A stretcher connected
Delays, lack of flexibility, confusing information, lack of control, uneven distribution of the workload internally generated voltages. The stretcher service suffered from multiple ailments. Equipped with smartphones since last year, the stretcher-bearers are assigned their shopping according to their availability and their geographical proximity in which the service should be the patient’s care. ‘ It smoothens transportation, account for shopping, to provide flexibility in managing and evaluating the work of the stretcher bearer. It is a tool that has helped them a lot. They felt valued and they deserve to be , “said Patrice Large, the information system of the hospital director Eure-Seine. . Result: the care of patients is faster
Mitigate the effects of stroke
Eure-Seine hospital has a platform of vital emergency room for care of patients with cerebrovascular accident (CVA). ‘ When the patient arrives in the emergency and one has the impression that this is a stroke, using a telemedicine system a specialist of the University Hospital of Rouen, which makes a remote consultation, interprets the images made in neurological service and establishes whether to inject a product (fibrinolysis) which limits the effects of stroke . It is effective and we win forever ‘ he said.

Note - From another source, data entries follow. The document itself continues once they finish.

//! Provider Integration Tests
//!
//! Tests for provider fallback, normalization and selection.

use std::sync::atomic::{AtomicUsize, Ordering};
use std::sync::Arc;
use std::time::{Duration, Instant};

use async_trait::async_trait;
use claimcheck::adapters::{
    select_provider, BingProvider, CompositeProvider, DuckDuckGoProvider, EvidenceProvider,
    ProviderError, ProviderMode, WikipediaProvider,
};
use claimcheck::config::SearchSettings;
use claimcheck::domain::EvidenceItem;

/// Always fails with an HTTP status error
struct Failing {
    calls: AtomicUsize,
}

#[async_trait]
impl EvidenceProvider for Failing {
    fn name(&self) -> &str {
        "failing"
    }

    async fn try_search(
        &self,
        _query: &str,
        _limit: usize,
    ) -> Result<Vec<EvidenceItem>, ProviderError> {
        self.calls.fetch_add(1, Ordering::SeqCst);
        Err(ProviderError::Status {
            provider: "failing".to_string(),
            status: 503,
        })
    }
}

/// Returns the given items verbatim
struct Canned {
    items: Vec<EvidenceItem>,
}

#[async_trait]
impl EvidenceProvider for Canned {
    fn name(&self) -> &str {
        "canned"
    }

    async fn try_search(
        &self,
        _query: &str,
        _limit: usize,
    ) -> Result<Vec<EvidenceItem>, ProviderError> {
        Ok(self.items.clone())
    }
}

fn canned(urls: &[&str]) -> Arc<Canned> {
    Arc::new(Canned {
        items: urls
            .iter()
            .map(|u| EvidenceItem::new(format!("Result {}", u), *u).with_snippet("snippet"))
            .collect(),
    })
}

#[tokio::test]
async fn test_failing_backend_falls_through() {
    let failing = Arc::new(Failing {
        calls: AtomicUsize::new(0),
    });
    let working = canned(&["https://a", "https://b"]);
    let composite = CompositeProvider::new(vec![failing.clone(), working]);

    let items = composite.search("earth", 5).await;

    assert_eq!(failing.calls.load(Ordering::SeqCst), 1);
    let urls: Vec<&str> = items.iter().map(|i| i.url.as_str()).collect();
    assert_eq!(urls, vec!["https://a", "https://b"]);
}

#[tokio::test]
async fn test_all_backends_failing_is_empty() {
    let composite = CompositeProvider::new(vec![
        Arc::new(Failing {
            calls: AtomicUsize::new(0),
        }),
        Arc::new(Failing {
            calls: AtomicUsize::new(0),
        }),
    ]);

    assert!(composite.search("earth", 5).await.is_empty());
    assert!(composite.try_search("earth", 5).await.unwrap().is_empty());
}

#[tokio::test]
async fn test_invalid_items_never_returned() {
    let provider = Canned {
        items: vec![
            EvidenceItem::new("", "https://no-title"),
            EvidenceItem::new("No url", ""),
            EvidenceItem::new("   ", "https://blank-title"),
            EvidenceItem::new("  Kept  ", "  https://kept  ").with_snippet("   "),
        ],
    };

    let items = provider.search("earth", 10).await;

    assert_eq!(items.len(), 1);
    assert_eq!(items[0].title, "Kept");
    assert_eq!(items[0].url, "https://kept");
    assert_eq!(items[0].snippet, None);
}

#[tokio::test]
async fn test_search_respects_limit() {
    let provider = canned(&["https://a", "https://b", "https://c", "https://d"]);

    assert_eq!(provider.search("earth", 2).await.len(), 2);
    assert!(provider.search("earth", 0).await.is_empty());
    assert!(provider.search("   ", 3).await.is_empty());
}

#[tokio::test]
async fn test_unreachable_backends_degrade() {
    let timeout = Duration::from_secs(2);
    let providers: Vec<Arc<dyn EvidenceProvider>> = vec![
        Arc::new(
            BingProvider::new("key", Some("http://127.0.0.1:9/search".to_string()), timeout)
                .unwrap(),
        ),
        Arc::new(DuckDuckGoProvider::with_endpoint("http://127.0.0.1:9/html/", timeout)),
        Arc::new(WikipediaProvider::with_endpoint("http://127.0.0.1:9/w/api.php", timeout)),
    ];

    for provider in providers {
        assert!(provider.try_search("earth", 3).await.is_err(), "{}", provider.name());
        assert!(provider.search("earth", 3).await.is_empty(), "{}", provider.name());
    }
}

#[tokio::test]
async fn test_hung_backend_times_out_empty() {
    // accepts connections and never answers
    let listener = tokio::net::TcpListener::bind("127.0.0.1:0").await.unwrap();
    let addr = listener.local_addr().unwrap();
    let server = tokio::spawn(async move {
        let mut held = Vec::new();
        while let Ok((socket, _)) = listener.accept().await {
            held.push(socket);
        }
    });

    let provider = WikipediaProvider::with_endpoint(
        format!("http://{}/w/api.php", addr),
        Duration::from_millis(300),
    );

    let started = Instant::now();
    let items = tokio::time::timeout(Duration::from_secs(5), provider.search("earth", 3))
        .await
        .expect("search did not honor its timeout");

    assert!(items.is_empty());
    assert!(started.elapsed() < Duration::from_secs(2));
    server.abort();
}

#[test]
fn test_keyed_backend_requires_key() {
    let result = BingProvider::new("", None, Duration::from_secs(1));
    assert!(matches!(result, Err(ProviderError::MissingCredential(_))));
}

#[test]
fn test_selection_never_fails() {
    let settings = SearchSettings {
        provider: ProviderMode::parse("something-else"),
        api_key: None,
        ..Default::default()
    };

    let provider = select_provider(&settings);
    assert_eq!(provider.name(), "composite(duckduckgo+wikipedia)");
}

Patrice Large is convinced. The connected objects will take more and more space in tomorrow’s course of care. ‘ In a way, the patient’s room at home, it is also the hospital’s room ‘ he explains. With constant monitoring of the person bedridden at home. “ We’ll have an object that will take the strain of the patient, analyze what you will, send signals to the hospital’s specialist teams. “ The remote patient monitoring is already a reality. But it should be ‘ reasonable and prudent ‘ , warns Patrice Large . ‘ We must be sure that the tool meets the needs and do not crash. Under the pretext that new technologies are there, we can not abandon the desert a patient who is at risk. ‘ And so, away from a human expertise.